» What the exercise asks
Set down again exactly the lines of the listing below that fall between the line holding "allocate, shared by" and the line holding "const READ = 1;", inclusive.

» Data listing
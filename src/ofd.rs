//! Open-file descriptions: the kernel-global records `open`/`creat`
//! allocate, shared by every fd that `fork` or `dup`-equivalents point
//! at the same one.

use bitflags::bitflags;

use crate::ids::{FilesystemId, INumber, Ofd};

bitflags! {
    #[derive(Copy, Clone, Debug, Eq, PartialEq, Hash)]
    pub struct OpenFlags: u8 {
        const READ = 1;
        const WRITE = 2;
        const APPEND = 4;
        const CREATE = 8;
        const TRUNCATE = 16;
    }
}

impl OpenFlags {
    pub const READ_WRITE: OpenFlags = OpenFlags::READ.union(OpenFlags::WRITE);
}

#[derive(Copy, Clone, Debug, Eq, PartialEq)]
pub enum SeekFrom {
    Set,
    Current,
    End,
}

/// An open file description: flags, the inode it names, a shared
/// `ref_count`, and the shared seek offset every fd pointing at it
/// advances together.
#[derive(Debug, Clone)]
pub struct OpenFileDescription {
    pub id: Ofd,
    pub mode: OpenFlags,
    pub filesystem_id: FilesystemId,
    pub inumber: INumber,
    pub ref_count: u32,
    pub offset: u64,
}

impl OpenFileDescription {
    pub fn new(id: Ofd, mode: OpenFlags, filesystem_id: FilesystemId, inumber: INumber) -> Self {
        OpenFileDescription {
            id,
            mode,
            filesystem_id,
            inumber,
            ref_count: 1,
            offset: 0,
        }
    }
}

» Solution to this task
//! allocate, shared by every fd that `fork` or `dup`-equivalents point
//! at the same one.

use bitflags::bitflags;

use crate::ids::{FilesystemId, INumber, Ofd};

bitflags! {
    #[derive(Copy, Clone, Debug, Eq, PartialEq, Hash)]
    pub struct OpenFlags: u8 {
        const READ = 1;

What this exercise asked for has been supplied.